I don't know if it is one of his books, but Bob Byrne related a "sharp practice" that Fred Whalen showed him. Fred was the promoter of the big Los Angeles (Burbank) tournaments in the 1960s-70s:
You are playing one pocket. That involves a lot of spotting balls for fouls and balls pocketed in wrong pockets and such. Suppose you have two balls spotted and frozen already. You make a ball in an extraneous pocket and it has to spot up. You freeze it nicely to the back ball of the pair, but you don't put it exactly in line on the foot string. Instead, you place it slightly towards your opponent's pocket. How much? Try and see.

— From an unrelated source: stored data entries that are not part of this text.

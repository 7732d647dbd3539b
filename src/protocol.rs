//! Wire framing (component E) and command parsing/dispatch glue
//! between the session layer and the document engine.
//!
//! Parsing lives here rather than in `session` so it can be unit
//! tested without any socket or thread machinery, matching the
//! teacher's habit of keeping parsing pure and testable in isolation
//! from I/O.

use std::fmt;
use std::str::FromStr;

use crate::document::Document;
use crate::error::DocError;

/// A client's permission level, looked up from the role table.
#[derive(Debug, Clone, Copy, PartialEq, Eq)]
pub enum Role {
    Read,
    Write,
}

impl Role {
    pub fn as_str(self) -> &'static str {
        match self {
            Role::Read => "read",
            Role::Write => "write",
        }
    }
}

impl fmt::Display for Role {
    fn fmt(&self, f: &mut fmt::Formatter<'_>) -> fmt::Result {
        f.write_str(self.as_str())
    }
}

impl FromStr for Role {
    type Err = String;

    fn from_str(s: &str) -> Result<Self, Self::Err> {
        match s {
            "read" => Ok(Role::Read),
            "write" => Ok(Role::Write),
            other => Err(format!("role must be 'read' or 'write', got {other:?}")),
        }
    }
}

/// A parsed command line, ready for dispatch to the document engine.
/// `DocQuery`/`PermQuery` are the out-of-band queries of spec.md §4.C —
/// they never reach the document and are answered directly by the
/// session that received them.
#[derive(Debug, Clone, PartialEq)]
pub enum ParsedCommand {
    Insert { pos: usize, content: String },
    Del { pos: usize, len: usize },
    Newline { pos: usize },
    Heading { level: i64, pos: usize },
    Bold { start: usize, end: usize },
    Italic { start: usize, end: usize },
    Code { start: usize, end: usize },
    Blockquote { pos: usize },
    OrderedList { pos: usize },
    UnorderedList { pos: usize },
    HorizontalRule { pos: usize },
    Link { start: usize, end: usize, url: String },
    DocQuery,
    PermQuery,
}

impl ParsedCommand {
    /// The canonical opcode token, used both for re-broadcast and for
    /// the `<OP>` slot of an `UNAUTHORISED` reply.
    pub fn opcode_name(&self) -> &'static str {
        use ParsedCommand::*;
        match self {
            Insert { .. } => "INSERT",
            Del { .. } => "DEL",
            Newline { .. } => "NEWLINE",
            Heading { .. } => "HEADING",
            Bold { .. } => "BOLD",
            Italic { .. } => "ITALIC",
            Code { .. } => "CODE",
            Blockquote { .. } => "BLOCKQUOTE",
            OrderedList { .. } => "ORDERED_LIST",
            UnorderedList { .. } => "UNORDERED_LIST",
            HorizontalRule { .. } => "HORIZONTAL_RULE",
            Link { .. } => "LINK",
            DocQuery => "DOC?",
            PermQuery => "PERM?",
        }
    }

    /// Mutating opcodes require `role == "write"` (spec.md §4.C);
    /// `DOC?`/`PERM?` are out-of-band queries anyone may issue.
    pub fn requires_write(&self) -> bool {
        !matches!(self, ParsedCommand::DocQuery | ParsedCommand::PermQuery)
    }
}

fn parse_usize(tok: Option<&str>) -> Result<usize, DocError> {
    tok.and_then(|s| s.parse::<i64>().ok())
        .filter(|v| *v >= 0)
        .map(|v| v as usize)
        .ok_or_else(|| DocError::Parse(format!("expected a non-negative integer, got {:?}", tok)))
}

fn parse_i64(tok: Option<&str>) -> Result<i64, DocError> {
    tok.and_then(|s| s.parse::<i64>().ok())
        .ok_or_else(|| DocError::Parse(format!("expected an integer, got {:?}", tok)))
}

/// Parses one newline-stripped command line (spec.md §6 "Command wire
/// format"). Positions and lengths are decimal integers; `INSERT`
/// content and `LINK` urls are free-form tails.
pub fn parse_command(line: &str) -> Result<ParsedCommand, DocError> {
    let line = line.trim_end_matches(['\r', '\n']);
    let mut head = line.splitn(2, ' ');
    let op = head.next().unwrap_or("");
    let rest = head.next().unwrap_or("");

    match op {
        "INSERT" => {
            let mut it = rest.splitn(2, ' ');
            let pos = parse_usize(it.next())?;
            let content = it.next().unwrap_or("").to_string();
            Ok(ParsedCommand::Insert { pos, content })
        }
        "DEL" => {
            let mut it = rest.split_whitespace();
            let pos = parse_usize(it.next())?;
            let len = parse_usize(it.next())?;
            Ok(ParsedCommand::Del { pos, len })
        }
        "NEWLINE" => Ok(ParsedCommand::Newline { pos: parse_usize(rest.split_whitespace().next())? }),
        "HEADING" => {
            let mut it = rest.split_whitespace();
            let level = parse_i64(it.next())?;
            let pos = parse_usize(it.next())?;
            Ok(ParsedCommand::Heading { level, pos })
        }
        "BOLD" => {
            let mut it = rest.split_whitespace();
            let start = parse_usize(it.next())?;
            let end = parse_usize(it.next())?;
            Ok(ParsedCommand::Bold { start, end })
        }
        "ITALIC" => {
            let mut it = rest.split_whitespace();
            let start = parse_usize(it.next())?;
            let end = parse_usize(it.next())?;
            Ok(ParsedCommand::Italic { start, end })
        }
        "CODE" => {
            let mut it = rest.split_whitespace();
            let start = parse_usize(it.next())?;
            let end = parse_usize(it.next())?;
            Ok(ParsedCommand::Code { start, end })
        }
        "BLOCKQUOTE" => Ok(ParsedCommand::Blockquote { pos: parse_usize(rest.split_whitespace().next())? }),
        "ORDERED_LIST" => Ok(ParsedCommand::OrderedList { pos: parse_usize(rest.split_whitespace().next())? }),
        "UNORDERED_LIST" => Ok(ParsedCommand::UnorderedList { pos: parse_usize(rest.split_whitespace().next())? }),
        "HORIZONTAL_RULE" => Ok(ParsedCommand::HorizontalRule { pos: parse_usize(rest.split_whitespace().next())? }),
        "LINK" => {
            let mut it = rest.splitn(3, ' ');
            let start = parse_usize(it.next())?;
            let end = parse_usize(it.next())?;
            let url = it.next().unwrap_or("").to_string();
            Ok(ParsedCommand::Link { start, end, url })
        }
        "DOC?" => Ok(ParsedCommand::DocQuery),
        "PERM?" => Ok(ParsedCommand::PermQuery),
        other => Err(DocError::Parse(format!("unrecognized opcode {other:?}"))),
    }
}

/// Applies a parsed command to the document. `DocQuery`/`PermQuery`
/// never reach here — see the session layer, which answers them
/// directly.
pub fn dispatch(doc: &mut Document, version: u64, cmd: &ParsedCommand) -> Result<(), DocError> {
    use ParsedCommand::*;
    match cmd {
        Insert { pos, content } => doc.insert(version, *pos, content.as_bytes()),
        Del { pos, len } => doc.delete(version, *pos, *len),
        Newline { pos } => doc.newline(version, *pos),
        Heading { level, pos } => doc.heading(version, *level, *pos),
        Bold { start, end } => doc.bold(version, *start, *end),
        Italic { start, end } => doc.italic(version, *start, *end),
        Code { start, end } => doc.code(version, *start, *end),
        Blockquote { pos } => doc.blockquote(version, *pos),
        OrderedList { pos } => doc.ordered_list(version, *pos),
        UnorderedList { pos } => doc.unordered_list(version, *pos),
        HorizontalRule { pos } => doc.horizontal_rule(version, *pos),
        Link { start, end, url } => doc.link(version, *start, *end, url),
        DocQuery | PermQuery => Ok(()),
    }
}

/// Per-command result codes (spec.md §4.C).
#[derive(Debug, Clone, PartialEq)]
pub enum ResultCode {
    Success,
    InvalidPosition,
    /// Reserved: position refers to a tombstoned region. The spec
    /// retains the code though most bad positions surface as
    /// `InvalidPosition` (see DESIGN.md).
    DeletedPosition,
    /// Reserved: see DESIGN.md's note on the retained version-skew gap.
    OutdatedVersion,
    Unauthorised { op: &'static str, required: &'static str, actual: &'static str },
}

impl fmt::Display for ResultCode {
    fn fmt(&self, f: &mut fmt::Formatter<'_>) -> fmt::Result {
        match self {
            ResultCode::Success => write!(f, "SUCCESS"),
            ResultCode::InvalidPosition => write!(f, "INVALID_POSITION"),
            ResultCode::DeletedPosition => write!(f, "DELETED_POSITION"),
            ResultCode::OutdatedVersion => write!(f, "OUTDATED_VERSION"),
            ResultCode::Unauthorised { op, required, actual } => {
                write!(f, "UNAUTHORISED {op} {required} {actual}")
            }
        }
    }
}

impl From<&DocError> for ResultCode {
    fn from(err: &DocError) -> Self {
        match err {
            DocError::PositionOutOfRange { .. }
            | DocError::InvalidHeadingLevel(_)
            | DocError::InvalidRange { .. }
            | DocError::WrongChunkType { .. }
            | DocError::Parse(_) => ResultCode::InvalidPosition,
        }
    }
}

/// One applied edit, recorded for the per-tick broadcast.
#[derive(Debug, Clone)]
pub struct AppliedEdit {
    pub username: String,
    pub raw_text: String,
}

/// Builds the per-tick broadcast frame (spec.md §4.C):
/// ```text
/// VERSION <new_version>
/// EDIT <username> <OPCODE> <args...>
/// ...
/// END
/// ```
/// Only commands that succeeded are ever passed in `edits`.
pub fn format_broadcast(version: u64, edits: &[AppliedEdit]) -> String {
    let mut out = format!("VERSION {version}\n");
    for edit in edits {
        out.push_str(&format!("EDIT {} {}\n", edit.username, edit.raw_text));
    }
    out.push_str("END\n");
    out
}

/// What a completed command record replies with. `Result` covers every
/// mutating opcode (`SUCCESS`/`INVALID_POSITION`/`UNAUTHORISED`/...);
/// `Snapshot` and `PermRole` are the out-of-band `DOC?`/`PERM?` queries.
#[derive(Debug, Clone)]
pub enum Reply {
    Result(ResultCode),
    Snapshot(Vec<u8>),
    PermRole(Role),
}

impl Reply {
    /// Serializes the reply for the sender's outbound channel. The
    /// snapshot reply reuses the handshake's length-prefix convention
    /// (spec.md §4.D) so the client can frame it the same way.
    pub fn to_wire_bytes(&self) -> Vec<u8> {
        match self {
            Reply::Result(code) => format!("{code}\n").into_bytes(),
            Reply::Snapshot(bytes) => {
                let mut out = format!("{}\n", bytes.len()).into_bytes();
                out.extend_from_slice(bytes);
                out.push(b'\n');
                out
            }
            Reply::PermRole(role) => format!("{role}\n").into_bytes(),
        }
    }

    pub fn is_success(&self) -> bool {
        matches!(self, Reply::Result(ResultCode::Success))
    }
}

#[cfg(test)]
mod tests {
    use super::*;

    #[test]
    fn parses_insert_with_spaces_in_content() {
        let cmd = parse_command("INSERT 0 Hello World").unwrap();
        assert_eq!(cmd, ParsedCommand::Insert { pos: 0, content: "Hello World".to_string() });
    }

    #[test]
    fn parses_bold_range() {
        let cmd = parse_command("BOLD 0 5").unwrap();
        assert_eq!(cmd, ParsedCommand::Bold { start: 0, end: 5 });
    }

    #[test]
    fn rejects_negative_position() {
        assert!(parse_command("INSERT -1 x").is_err());
    }

    #[test]
    fn rejects_unknown_opcode() {
        assert!(parse_command("FROBNICATE 0").is_err());
    }

    #[test]
    fn doc_query_and_perm_query_take_no_args() {
        assert_eq!(parse_command("DOC?").unwrap(), ParsedCommand::DocQuery);
        assert_eq!(parse_command("PERM?").unwrap(), ParsedCommand::PermQuery);
        assert!(!ParsedCommand::DocQuery.requires_write());
        assert!(ParsedCommand::Insert { pos: 0, content: String::new() }.requires_write());
    }

    #[test]
    fn broadcast_frame_matches_scenario_one() {
        let edits = vec![AppliedEdit { username: "alice".to_string(), raw_text: "INSERT 0 Hello".to_string() }];
        assert_eq!(format_broadcast(1, &edits), "VERSION 1\nEDIT alice INSERT 0 Hello\nEND\n");
    }
}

Your opponent might even notice the misalignment and think that will help him eventually to move the back ball to his side of the table, and he might say nothing.
If you hit the front ball from nearly anywhere up table, the middle of the three object balls will get squoze (that's the technical term:wink
towards your pocket.
The front ball doesn't have to be frozen to the middle ball. The important frozen spot is between the ball that is to be squoze forward and the ball that blocks it.